Poetry Festival brings Island poets together
Last Thursday, Oct. 15, the second annual Massachusetts Poetry Festival kicked off with simultaneous readings at eight venues across the state, including Martha's Vineyard. The festival, based in Lowell, continued with a series of readings, workshops, and other poetry related events through the weekend.
When Island poet Michael West discovered that there would be festival events in satellite locations this year, he pushed to get the Vineyard included. "I approached them and said you need a satellite event here since most people on the Island can't get to one of the other scheduled readings," he said. Martha's Vineyard was added at the last minute to a list of locations that included Boston, Salem, Worcester, Amherst, New Bedford, and the Berkshires.
As similar groups gathered in those communities around the state, a group of poets organized by Mr. West and his wife, Linda Black, entertained a small audience on Thursday at the Louisa Gould Gallery in Vineyard Haven.
The two poets joined forces when they married a few years ago, creating Island Voices, and hosting poetry readings at a number of venues, including Outerland, Che's Lounge, and the West Tisbury Library. Island Voices, Mr. West explains, is an effort to solidify the poetry scene by bringing local poets together and broadcasting readings and other events through their website, sepiessa.com.
Here on the Vineyard, which boasts its own roster of talented poets, a crowd of about 20 people who gathered at the Louisa Gould Gallery was treated to work by some of the core members of the local poetry scene, all of them doing their best to keep the art thriving on the Vineyard.
Ms. Black did a wonderful chanting reading of her poem "I Remember You," a moving ode to a dead lover that came to her in a dream. Mr. West read three poems including two tributes - a powerful work about his mother's death and a charming portrait of the late Maynard Silva.

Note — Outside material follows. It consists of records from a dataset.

//! Executor recovery from a recorded snapshot.
//!
//! # Recovery Invariants
//!
//! 1. **The snapshot defines where replay starts.**
//!    Entries at or below the snapshot position are skipped as duplicates.
//!
//! 2. **Restore happens before any apply.**
//!    Sessions, leadership and service state all come from one image.
//!
//! 3. **Invalid images are skipped, not trusted.**
//!    The recorder falls back to older images; a valid image that the service
//!    cannot restore is fatal.

use std::panic::{self, AssertUnwindSafe};

use tracing::info;

use crate::kernel::snapshot::{Recorder, SnapshotImage};
use crate::kernel::traits::{ClusteredService, SnapshotStream};

use super::error::FatalError;
use super::{BaseState, Executor};

impl<S: ClusteredService> Executor<S> {
    /// Recover from the recorder's latest valid snapshot, or start at genesis.
    ///
    /// Resume by feeding entries from `next_position()`; earlier entries are
    /// accepted and skipped.
    pub fn recover(service: S, member_id: u32, recorder: Box<dyn Recorder>) -> Result<Self, FatalError> {
        let latest = recorder
            .latest()
            .map_err(|e| FatalError::SnapshotError(format!("failed to read snapshots: {}", e)))?;

        let Some(manifest) = latest else {
            info!(member_id, "no snapshot found, starting from genesis");
            return Ok(Self::new(service, member_id, recorder));
        };

        let image = SnapshotImage::decode(&manifest.image).map_err(|e| {
            FatalError::RestoreError(format!("snapshot at {} has a corrupt image: {}", manifest.position, e))
        })?;

        let stream = SnapshotStream {
            schema_version: image.service_schema_version,
            data: image.service_state,
        };
        let restored = panic::catch_unwind(AssertUnwindSafe(|| service.restore(stream))).map_err(|_| {
            FatalError::PoisonPill {
                position: manifest.position,
                message: "service panicked during restore".to_string(),
            }
        })?;
        let state = restored.map_err(|e| FatalError::RestoreError(format!("failed to restore state: {}", e)))?;

        info!(
            member_id,
            position = manifest.position,
            leadership_term = image.leadership_term,
            sessions = image.sessions.len(),
            "restored from snapshot"
        );

        let base = BaseState {
            state,
            sessions: image.sessions,
            leadership_term: image.leadership_term,
            leader_member_id: image.leader_member_id,
            snapshot_position: Some(manifest.position),
            digest: manifest.digest,
        };
        Ok(Self::start(service, member_id, recorder, base))
    }
}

The evening began with Justen Ahren, who teaches a poetry workshop as part of the ACE MV program, and is co-founder with Fan Ogilvie of the Martha's Vineyard Writers Residency. Mr. Ahren read a poem by Hayden Carruth and then treated the audience to one of his own, written from the perspective of a homeless woman he encountered in Memphis. The poem, which is part of a series written in the woman's voice, creates a wonderfully vivid vision of an imagined apocalypse.
After saying, "The metaphor for this country these days seems to be the Icarus story," Fan Ogilvie, poet laureate of West Tisbury, read two poems, one by Elizabeth Bishop and an equally powerful one of her own. Both poems use the destructive force of the ocean as metaphor. Last summer Ms. Ogilvie organized a popular poetry series at the Featherstone Center of the Arts, where she teaches.
William Marks, one of the last to read on Thursday night, presents live poetry readings on MVTV, and is also one of 13 members of the Cleaveland House Poets, a group which has been gathering for over 30 years and which recently published their first book, "Wednesday's Poets."
The indefatigable Mr. Marks served triple duty at the festival by videotaping, reading, and playing the opening and closing music on two of his hand-carved native American flutes. The haunting flute music set a peaceful and meditative tone, in sharp contrast to Mr. Marks's poem, "Hard Times," which he wrote specifically for the event. It depicts a series of harrowing scenarios that helps put our current hard times into perspective.
Dan Waters, who Mr. West introduced as a "master of the witty quatrain and sonnet," departed from his usual work by playing acoustic guitar and singing two original songs. He prefaced his performance by explaining that he grew up in Brazil, where poets write songs and poems with equal ease. The two songs, a sad song and a bitter love ditty, were performed first in Portuguese and then in English.
Also reading were Richard Skidmore and Nikoletta Nousiopoulos, a visitor from West Falmouth who read a series of short poems based on the letters of the Greek alphabet. The formal reading was followed by an open mic where three audience members lent their work to the evening, including Gladys Swan, one of the writers-in-residence at the Point Way Inn.
Louisa Gould, a painter, photographer, and owner of the Vineyard Haven gallery bearing her name, hosted the event. A long-time supporter of the arts on the Island, Ms. Gould says, "I open the doors to many nonprofits to host their events in order to help sustain the cultural community."